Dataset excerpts
============

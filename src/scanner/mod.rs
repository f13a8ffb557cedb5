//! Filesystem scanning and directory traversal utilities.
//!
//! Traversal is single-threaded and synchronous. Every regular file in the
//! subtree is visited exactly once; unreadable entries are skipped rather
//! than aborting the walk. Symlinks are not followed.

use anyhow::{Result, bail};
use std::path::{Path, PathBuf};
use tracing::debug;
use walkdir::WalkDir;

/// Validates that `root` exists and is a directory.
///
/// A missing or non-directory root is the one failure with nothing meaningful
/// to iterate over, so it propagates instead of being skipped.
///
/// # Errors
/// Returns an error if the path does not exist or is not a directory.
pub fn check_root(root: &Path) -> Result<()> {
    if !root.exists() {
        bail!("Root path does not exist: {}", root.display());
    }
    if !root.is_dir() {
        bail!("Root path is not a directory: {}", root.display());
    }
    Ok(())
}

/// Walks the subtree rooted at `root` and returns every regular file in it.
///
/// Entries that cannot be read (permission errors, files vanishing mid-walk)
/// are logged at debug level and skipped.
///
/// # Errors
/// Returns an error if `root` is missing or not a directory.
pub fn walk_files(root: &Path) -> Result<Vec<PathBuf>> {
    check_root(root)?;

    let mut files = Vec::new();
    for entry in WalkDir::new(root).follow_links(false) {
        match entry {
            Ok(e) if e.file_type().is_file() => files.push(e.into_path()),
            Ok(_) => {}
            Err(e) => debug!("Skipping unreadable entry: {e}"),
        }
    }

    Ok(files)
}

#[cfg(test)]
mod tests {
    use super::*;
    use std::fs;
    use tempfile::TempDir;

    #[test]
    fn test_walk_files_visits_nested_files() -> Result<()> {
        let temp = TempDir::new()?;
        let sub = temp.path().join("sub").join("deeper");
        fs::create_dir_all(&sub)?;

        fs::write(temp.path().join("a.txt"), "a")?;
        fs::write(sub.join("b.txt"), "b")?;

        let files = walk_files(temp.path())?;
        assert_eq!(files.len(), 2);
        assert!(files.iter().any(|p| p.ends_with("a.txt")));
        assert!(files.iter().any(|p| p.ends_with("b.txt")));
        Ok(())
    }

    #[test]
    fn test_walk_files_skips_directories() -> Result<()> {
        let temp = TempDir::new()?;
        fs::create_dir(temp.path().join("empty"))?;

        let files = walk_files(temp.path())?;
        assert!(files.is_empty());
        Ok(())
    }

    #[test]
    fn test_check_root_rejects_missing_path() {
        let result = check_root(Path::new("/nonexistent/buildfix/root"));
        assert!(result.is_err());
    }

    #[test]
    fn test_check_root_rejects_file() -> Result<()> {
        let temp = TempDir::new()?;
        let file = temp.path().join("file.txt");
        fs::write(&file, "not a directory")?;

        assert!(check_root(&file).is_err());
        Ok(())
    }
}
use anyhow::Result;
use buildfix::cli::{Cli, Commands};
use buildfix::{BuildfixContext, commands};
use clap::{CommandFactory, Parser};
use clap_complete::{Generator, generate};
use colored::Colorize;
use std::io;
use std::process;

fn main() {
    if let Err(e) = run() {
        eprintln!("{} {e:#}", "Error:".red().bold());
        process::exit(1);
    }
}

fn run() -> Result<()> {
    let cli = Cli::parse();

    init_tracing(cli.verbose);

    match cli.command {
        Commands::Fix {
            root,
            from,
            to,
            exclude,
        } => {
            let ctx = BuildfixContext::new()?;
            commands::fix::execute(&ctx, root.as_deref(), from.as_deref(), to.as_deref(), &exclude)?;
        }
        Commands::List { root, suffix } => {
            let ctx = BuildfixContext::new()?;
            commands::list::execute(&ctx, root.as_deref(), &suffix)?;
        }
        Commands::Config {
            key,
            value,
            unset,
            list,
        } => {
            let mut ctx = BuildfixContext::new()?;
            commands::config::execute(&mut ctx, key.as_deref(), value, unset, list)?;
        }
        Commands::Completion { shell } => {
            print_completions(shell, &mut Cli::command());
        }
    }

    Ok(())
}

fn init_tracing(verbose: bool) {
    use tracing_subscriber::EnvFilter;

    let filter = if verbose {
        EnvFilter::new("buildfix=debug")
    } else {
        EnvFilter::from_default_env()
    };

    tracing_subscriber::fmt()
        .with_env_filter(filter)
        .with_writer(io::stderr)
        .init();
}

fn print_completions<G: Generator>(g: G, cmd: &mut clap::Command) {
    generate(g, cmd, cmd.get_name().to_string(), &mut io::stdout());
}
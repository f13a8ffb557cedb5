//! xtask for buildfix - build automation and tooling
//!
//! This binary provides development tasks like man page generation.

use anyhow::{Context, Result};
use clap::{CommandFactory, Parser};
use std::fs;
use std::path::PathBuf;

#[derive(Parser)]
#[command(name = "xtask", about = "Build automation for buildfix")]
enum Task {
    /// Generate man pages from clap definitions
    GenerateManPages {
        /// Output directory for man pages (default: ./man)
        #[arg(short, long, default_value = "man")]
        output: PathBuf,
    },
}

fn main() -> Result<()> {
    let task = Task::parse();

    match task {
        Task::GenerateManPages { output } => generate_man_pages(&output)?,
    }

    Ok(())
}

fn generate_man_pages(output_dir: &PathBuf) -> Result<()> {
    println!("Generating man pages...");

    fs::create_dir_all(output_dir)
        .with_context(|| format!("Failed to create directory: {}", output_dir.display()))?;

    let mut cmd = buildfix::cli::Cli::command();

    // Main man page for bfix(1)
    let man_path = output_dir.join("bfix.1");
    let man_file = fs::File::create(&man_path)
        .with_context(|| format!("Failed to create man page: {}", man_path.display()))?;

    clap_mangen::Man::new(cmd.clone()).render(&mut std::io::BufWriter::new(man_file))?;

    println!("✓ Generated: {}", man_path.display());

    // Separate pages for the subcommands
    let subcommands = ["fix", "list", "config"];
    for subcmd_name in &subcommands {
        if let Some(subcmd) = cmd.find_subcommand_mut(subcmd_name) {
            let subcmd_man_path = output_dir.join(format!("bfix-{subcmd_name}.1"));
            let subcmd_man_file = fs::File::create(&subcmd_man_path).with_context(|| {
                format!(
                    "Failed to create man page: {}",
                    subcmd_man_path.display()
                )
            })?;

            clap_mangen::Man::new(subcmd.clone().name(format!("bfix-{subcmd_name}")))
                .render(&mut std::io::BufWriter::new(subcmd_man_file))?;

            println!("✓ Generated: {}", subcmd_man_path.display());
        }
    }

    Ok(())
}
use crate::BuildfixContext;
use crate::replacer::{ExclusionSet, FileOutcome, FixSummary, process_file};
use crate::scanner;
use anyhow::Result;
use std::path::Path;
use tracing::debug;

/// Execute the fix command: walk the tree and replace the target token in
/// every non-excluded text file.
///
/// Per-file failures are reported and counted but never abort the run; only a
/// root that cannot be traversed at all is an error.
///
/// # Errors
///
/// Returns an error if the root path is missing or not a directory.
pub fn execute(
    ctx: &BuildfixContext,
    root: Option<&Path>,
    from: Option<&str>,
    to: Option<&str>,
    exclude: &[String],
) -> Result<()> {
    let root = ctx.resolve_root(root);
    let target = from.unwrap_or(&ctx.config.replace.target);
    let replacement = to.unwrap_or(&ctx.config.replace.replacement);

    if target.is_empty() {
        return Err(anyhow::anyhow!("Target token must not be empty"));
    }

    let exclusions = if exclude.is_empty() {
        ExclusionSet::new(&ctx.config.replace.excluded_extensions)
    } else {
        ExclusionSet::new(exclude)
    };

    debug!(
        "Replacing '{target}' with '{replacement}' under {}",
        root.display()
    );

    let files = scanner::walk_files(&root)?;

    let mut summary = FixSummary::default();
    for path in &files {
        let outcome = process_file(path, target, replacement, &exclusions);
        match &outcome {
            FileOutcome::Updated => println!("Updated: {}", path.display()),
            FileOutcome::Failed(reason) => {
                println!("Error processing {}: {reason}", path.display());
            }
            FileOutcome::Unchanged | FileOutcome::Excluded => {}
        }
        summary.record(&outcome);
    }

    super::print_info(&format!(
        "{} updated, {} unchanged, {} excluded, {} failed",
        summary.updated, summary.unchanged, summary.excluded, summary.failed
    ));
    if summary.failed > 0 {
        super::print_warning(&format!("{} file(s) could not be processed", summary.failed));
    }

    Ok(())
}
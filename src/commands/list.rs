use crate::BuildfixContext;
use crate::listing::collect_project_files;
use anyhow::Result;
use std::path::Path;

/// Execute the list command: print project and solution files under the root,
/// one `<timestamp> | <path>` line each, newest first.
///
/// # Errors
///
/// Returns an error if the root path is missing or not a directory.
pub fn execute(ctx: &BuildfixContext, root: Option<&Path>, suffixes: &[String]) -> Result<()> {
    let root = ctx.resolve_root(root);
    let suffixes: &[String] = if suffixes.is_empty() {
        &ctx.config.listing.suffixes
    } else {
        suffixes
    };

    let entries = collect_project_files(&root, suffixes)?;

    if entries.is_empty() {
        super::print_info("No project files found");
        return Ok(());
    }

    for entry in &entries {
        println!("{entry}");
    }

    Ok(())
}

============

> Exercise
In exact wording, restate the lines of the data above from the first through the one holding "with nothing meaningful", and stop after that line.

> Result
filename src/scanner/mod.rs
repository f13a8ffb557cedb5
//! Filesystem scanning and directory traversal utilities.
//!
//! Traversal is single-threaded and synchronous. Every regular file in the
//! subtree is visited exactly once; unreadable entries are skipped rather
//! than aborting the walk. Symlinks are not followed.

use anyhow::{Result, bail};
use std::path::{Path, PathBuf};
use tracing::debug;
use walkdir::WalkDir;

/// Validates that `root` exists and is a directory.
///
/// A missing or non-directory root is the one failure with nothing meaningful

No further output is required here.